What this task involves: From the entries that follow, copy exactly the lines beginning at the line holding "std::fs::write(&path, &bytes).unwrap();" and continuing through the line holding "fn count_matches_number_of_entries(sizes: Vec<u8>)".

◆ ◆ ◆ ◆ ◆ ◆ ◆

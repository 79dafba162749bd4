use super::ReadAt;
use std::io;
use std::path::Path;

/// Local file reader with random access support
pub struct LocalFileReader {
    file: std::fs::File,
    size: u64,
}

impl LocalFileReader {
    pub fn new(path: &Path) -> io::Result<Self> {
        let file = std::fs::File::open(path)?;
        let size = file.metadata()?.len();
        Ok(Self { file, size })
    }
}

impl ReadAt for LocalFileReader {
    fn read_at(&self, offset: u64, buf: &mut [u8]) -> io::Result<usize> {
        #[cfg(unix)]
        {
            use std::os::unix::fs::FileExt;
            self.file.read_at(buf, offset)
        }

        #[cfg(windows)]
        {
            // seek_read moves the file cursor, which nothing else relies on
            use std::os::windows::fs::FileExt;
            self.file.seek_read(buf, offset)
        }

        #[cfg(not(any(unix, windows)))]
        {
            use std::io::{Read, Seek, SeekFrom};
            let mut file = &self.file;
            file.seek(SeekFrom::Start(offset))?;
            file.read(buf)
        }
    }

    fn size(&self) -> u64 {
        self.size
    }
}
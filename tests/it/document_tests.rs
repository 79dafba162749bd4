use crate::builder::{ArchiveBuilder, EntrySpec};
use odtzip::{DocumentError, ZipArchive, ZipError, read_document};
use std::io::Cursor;

const ODT_MIMETYPE: &[u8] = b"application/vnd.oasis.opendocument.text";
const CONTENT: &[u8] = b"<office:document-content>Hello</office:document-content>";

fn odt(mimetype: &[u8]) -> ZipArchive<Cursor<Vec<u8>>> {
    let bytes = ArchiveBuilder::new()
        .stored("mimetype", mimetype)
        .deflated("styles.xml", b"<office:document-styles/>")
        .streamed("content.xml", CONTENT)
        .finish();
    ZipArchive::new(Cursor::new(bytes))
}

#[test]
fn reads_mimetype_and_content() {
    let document = read_document(&mut odt(ODT_MIMETYPE), false).unwrap();
    assert_eq!(document.mimetype.as_bytes(), ODT_MIMETYPE);
    assert_eq!(document.content.as_bytes(), CONTENT);
}

#[test]
fn legacy_writer_mimetype_is_accepted() {
    let document = read_document(&mut odt(b"application/vnd.sun.xml.writer"), false).unwrap();
    assert_eq!(document.content.as_bytes(), CONTENT);
}

#[test]
fn unknown_mimetype_requires_force() {
    let err = read_document(&mut odt(b"application/epub+zip"), false).unwrap_err();
    assert!(matches!(err, DocumentError::UnknownMimetype(ref m) if m == "application/epub+zip"));

    let document = read_document(&mut odt(b"application/epub+zip"), true).unwrap();
    assert_eq!(document.content.as_bytes(), CONTENT);
}

#[test]
fn missing_content_is_not_an_open_document() {
    let bytes = ArchiveBuilder::new()
        .stored("mimetype", ODT_MIMETYPE)
        .finish();
    let err = read_document(&mut ZipArchive::new(Cursor::new(bytes)), false).unwrap_err();
    assert!(matches!(err, DocumentError::NotOpenDocument("content.xml")));
    assert_eq!(
        err.to_string(),
        "Can't read content.xml: Is it an OpenDocument Text?"
    );
}

#[test]
fn checksum_mismatch_still_yields_content() {
    let bytes = ArchiveBuilder::new()
        .stored("mimetype", ODT_MIMETYPE)
        .entry(EntrySpec {
            name: "content.xml",
            method: 0,
            flags: 0,
            crc: 0xBAD0_BAD0,
            data: CONTENT,
            uncompressed_size: CONTENT.len() as u32,
            extra: &[],
            mod_time: 0,
            mod_date: 0,
        })
        .finish();
    let document = read_document(&mut ZipArchive::new(Cursor::new(bytes)), false).unwrap();
    assert_eq!(document.content.as_bytes(), CONTENT);
}

#[test]
fn undecodable_content_is_corrupted() {
    let bytes = ArchiveBuilder::new()
        .stored("mimetype", ODT_MIMETYPE)
        .entry(EntrySpec {
            name: "content.xml",
            method: 8,
            flags: 0,
            crc: 0,
            // Reserved block type 3 is invalid DEFLATE
            data: b"\xff\xff\xff\xff",
            uncompressed_size: 10,
            extra: &[],
            mod_time: 0,
            mod_date: 0,
        })
        .finish();
    let err = read_document(&mut ZipArchive::new(Cursor::new(bytes)), false).unwrap_err();
    assert!(matches!(
        err,
        DocumentError::Corrupted {
            entry: "content.xml",
            source: ZipError::Corrupt(_)
        }
    ));
}
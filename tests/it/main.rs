mod builder;
mod document_tests;

use builder::ArchiveBuilder;
use odtzip::zip::ChecksumStatus;
use odtzip::{EntryHandle, Inflator, MatchFlags, SourceStream, ZipArchive, ZipError};
use quickcheck_macros::quickcheck;
use std::io::Cursor;

const MIMETYPE: &[u8] = b"application/epub+zip";
const CONTENT: &[u8] = br#"<?xml version="1.0" encoding="UTF-8"?>
<office:document-content><office:body><office:text>
<text:h text:outline-level="1">Title</text:h><text:p>Body text, body text, body text.</text:p>
</office:text></office:body></office:document-content>"#;

fn exact() -> MatchFlags {
    MatchFlags::EXACT | MatchFlags::CASE_SENSITIVE
}

#[test]
fn mimetype_then_content_scenario() {
    let builder = ArchiveBuilder::new()
        .stored("mimetype", MIMETYPE)
        .deflated("content.xml", CONTENT);
    let offsets = builder.offsets().to_vec();
    let mut archive = ZipArchive::new(Cursor::new(builder.finish()));
    let mut inflator = Inflator::new();

    let mimetype = archive.offset_of_name("mimetype", exact(), None).unwrap();
    assert_eq!(mimetype, Some(EntryHandle(0)));

    let extraction = archive.extract(EntryHandle(0), &mut inflator).unwrap();
    assert_eq!(extraction.payload.len(), 20);
    assert_eq!(extraction.payload, MIMETYPE);
    assert!(!extraction.is_checksum_mismatch());

    let content = archive
        .offset_of_name("content.xml", exact(), Some(0))
        .unwrap()
        .unwrap();
    // header + name + extra + compressed size of the first entry
    assert_eq!(content.offset(), 30 + 8 + 20);
    assert_eq!(content.offset(), offsets[1]);

    let extraction = archive.extract(content, &mut inflator).unwrap();
    assert_eq!(extraction.payload, CONTENT);
    assert!(!extraction.is_checksum_mismatch());
}

#[test]
fn streamed_entry_uses_descriptor_values() {
    let builder = ArchiveBuilder::new()
        .streamed("content.xml", CONTENT)
        .stored("after", b"tail entry");
    let offsets = builder.offsets().to_vec();
    let mut archive = ZipArchive::new(Cursor::new(builder.finish()));

    assert_eq!(archive.count_entries().unwrap(), 2);
    assert_eq!(
        archive.uncompressed_size_of(EntryHandle(0)).unwrap(),
        CONTENT.len() as u32
    );

    let extraction = archive.extract(EntryHandle(0), &mut Inflator::new()).unwrap();
    assert_eq!(extraction.payload, CONTENT);
    assert_eq!(extraction.checksum, crc32fast::hash(CONTENT));
    assert!(!extraction.is_checksum_mismatch());

    // The entry after the descriptor is reached by index and by name
    let second = EntryHandle(offsets[1]);
    assert_eq!(archive.offset_of_index(1).unwrap(), Some(second));
    assert_eq!(
        archive.offset_of_name("after", exact(), None).unwrap(),
        Some(second)
    );
    assert_eq!(archive.next_offset(EntryHandle(0)).unwrap(), second);
}

#[test]
fn streamed_entry_is_verified_against_descriptor_crc() {
    let bogus = crc32fast::hash(CONTENT) ^ 0xdead_beef;
    let bytes = ArchiveBuilder::new()
        .streamed_with_crc("content.xml", CONTENT, bogus)
        .finish();
    let mut archive = ZipArchive::new(Cursor::new(bytes));

    let extraction = archive.extract(EntryHandle(0), &mut Inflator::new()).unwrap();
    assert_eq!(extraction.payload, CONTENT);
    assert_eq!(
        extraction.status,
        ChecksumStatus::ChecksumMismatch {
            expected: bogus,
            actual: crc32fast::hash(CONTENT),
        }
    );
}

#[test]
fn stored_entry_claiming_huge_size_is_short_read() {
    let data = b"hello";
    let bytes = ArchiveBuilder::new()
        .entry(builder::EntrySpec {
            name: "big",
            method: 0,
            flags: 0,
            crc: crc32fast::hash(data),
            data,
            uncompressed_size: 0xFFFF_FFF0,
            extra: &[],
            mod_time: 0,
            mod_date: 0,
        })
        .finish();
    let mut archive = ZipArchive::new(Cursor::new(bytes));

    let err = archive
        .extract(EntryHandle(0), &mut Inflator::new())
        .unwrap_err();
    assert!(
        matches!(err, ZipError::Io(ref e) if e.kind() == std::io::ErrorKind::UnexpectedEof)
    );
}

#[test]
fn streamed_entry_without_descriptor_truncates_count() {
    let bytes = ArchiveBuilder::new()
        .stored("first", b"ok")
        .entry(builder::EntrySpec {
            name: "broken",
            method: 8,
            flags: 0x0008,
            crc: 0,
            data: b"\x03\x00",
            uncompressed_size: 0,
            extra: &[],
            mod_time: 0,
            mod_date: 0,
        })
        .raw(b"no descriptor follows")
        .into_bytes_unterminated();
    let mut archive = ZipArchive::new(Cursor::new(bytes));

    assert_eq!(archive.count_entries().unwrap(), 1);
    assert_eq!(archive.offset_of_index(1).unwrap(), None);
    assert_eq!(archive.offset_of_name("broken", exact(), None).unwrap(), None);
}

#[test]
fn extra_field_is_skipped() {
    let bytes = ArchiveBuilder::new()
        .entry(builder::EntrySpec {
            name: "with-extra",
            method: 0,
            flags: 0,
            crc: crc32fast::hash(b"data"),
            data: b"data",
            uncompressed_size: 4,
            extra: b"UT\x05\x00\x01abcd",
            mod_time: 0,
            mod_date: 0,
        })
        .stored("next", b"n")
        .finish();
    let mut archive = ZipArchive::new(Cursor::new(bytes));

    let extraction = archive.extract(EntryHandle(0), &mut Inflator::new()).unwrap();
    assert_eq!(extraction.payload, b"data");
    assert_eq!(
        archive.offset_of_index(1).unwrap(),
        Some(EntryHandle(30 + 10 + 9 + 4))
    );
}

#[test]
fn local_file_source_reads_like_memory() {
    let bytes = ArchiveBuilder::new()
        .stored("mimetype", MIMETYPE)
        .streamed("content.xml", CONTENT)
        .finish();
    let path = std::env::temp_dir().join(format!("odtzip-it-{}.odt", std::process::id()));
    std::fs::write(&path, &bytes).unwrap();

    let mut archive = ZipArchive::open(&path).unwrap();
    let mut inflator = Inflator::new();
    assert_eq!(archive.count_entries().unwrap(), 2);
    let handle = archive
        .offset_of_name("content.xml", exact(), None)
        .unwrap()
        .unwrap();
    assert_eq!(archive.extract(handle, &mut inflator).unwrap().payload, CONTENT);

    std::fs::remove_file(&path).unwrap();
}

#[test]
fn source_stream_over_memory() {
    let bytes = ArchiveBuilder::new()
        .deflated("a.txt", b"alpha")
        .streamed("b.txt", b"beta")
        .finish();
    let mut archive = ZipArchive::new(SourceStream::new(bytes));

    let names: Vec<_> = archive
        .entries()
        .map(|e| e.unwrap().file_name)
        .collect();
    assert_eq!(names, ["a.txt", "b.txt"]);
}

#[quickcheck]
fn count_matches_number_of_entries(sizes: Vec<u8>) -> bool {
    let mut builder = ArchiveBuilder::new();
    for (i, size) in sizes.iter().enumerate() {
        let data = vec![*size; *size as usize];
        builder = builder.stored(&format!("entry-{i}"), &data);
    }
    // Any four bytes that are not a local header signature end the list
    let bytes = builder.raw(b"\0\0\0\0").into_bytes_unterminated();

    ZipArchive::new(Cursor::new(bytes)).count_entries().unwrap() == sizes.len()
}

#[quickcheck]
fn stored_payload_is_the_literal_byte_range(prefix: Vec<u8>, data: Vec<u8>) -> bool {
    let builder = ArchiveBuilder::new()
        .stored("prefix", &prefix)
        .stored("data", &data);
    let offset = builder.offsets()[1];
    let bytes = builder.finish();

    let payload_start = offset as usize + 30 + "data".len();
    let expected = bytes[payload_start..payload_start + data.len()].to_vec();

    let mut archive = ZipArchive::new(Cursor::new(bytes));
    let extraction = archive
        .extract(EntryHandle(offset), &mut Inflator::new())
        .unwrap();
    extraction.payload == expected
        && extraction.payload == data
        && extraction.checksum == crc32fast::hash(&data)
        && !extraction.is_checksum_mismatch()
}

◆ ◆ ◆ ◆ ◆ ◆ ◆

Expected answer:
    std::fs::write(&path, &bytes).unwrap();

    let mut archive = ZipArchive::open(&path).unwrap();
    let mut inflator = Inflator::new();
    assert_eq!(archive.count_entries().unwrap(), 2);
    let handle = archive
        .offset_of_name("content.xml", exact(), None)
        .unwrap()
        .unwrap();
    assert_eq!(archive.extract(handle, &mut inflator).unwrap().payload, CONTENT);

    std::fs::remove_file(&path).unwrap();
}

#[test]
fn source_stream_over_memory() {
    let bytes = ArchiveBuilder::new()
        .deflated("a.txt", b"alpha")
        .streamed("b.txt", b"beta")
        .finish();
    let mut archive = ZipArchive::new(SourceStream::new(bytes));

    let names: Vec<_> = archive
        .entries()
        .map(|e| e.unwrap().file_name)
        .collect();
    assert_eq!(names, ["a.txt", "b.txt"]);
}

#[quickcheck]
fn count_matches_number_of_entries(sizes: Vec<u8>) -> bool {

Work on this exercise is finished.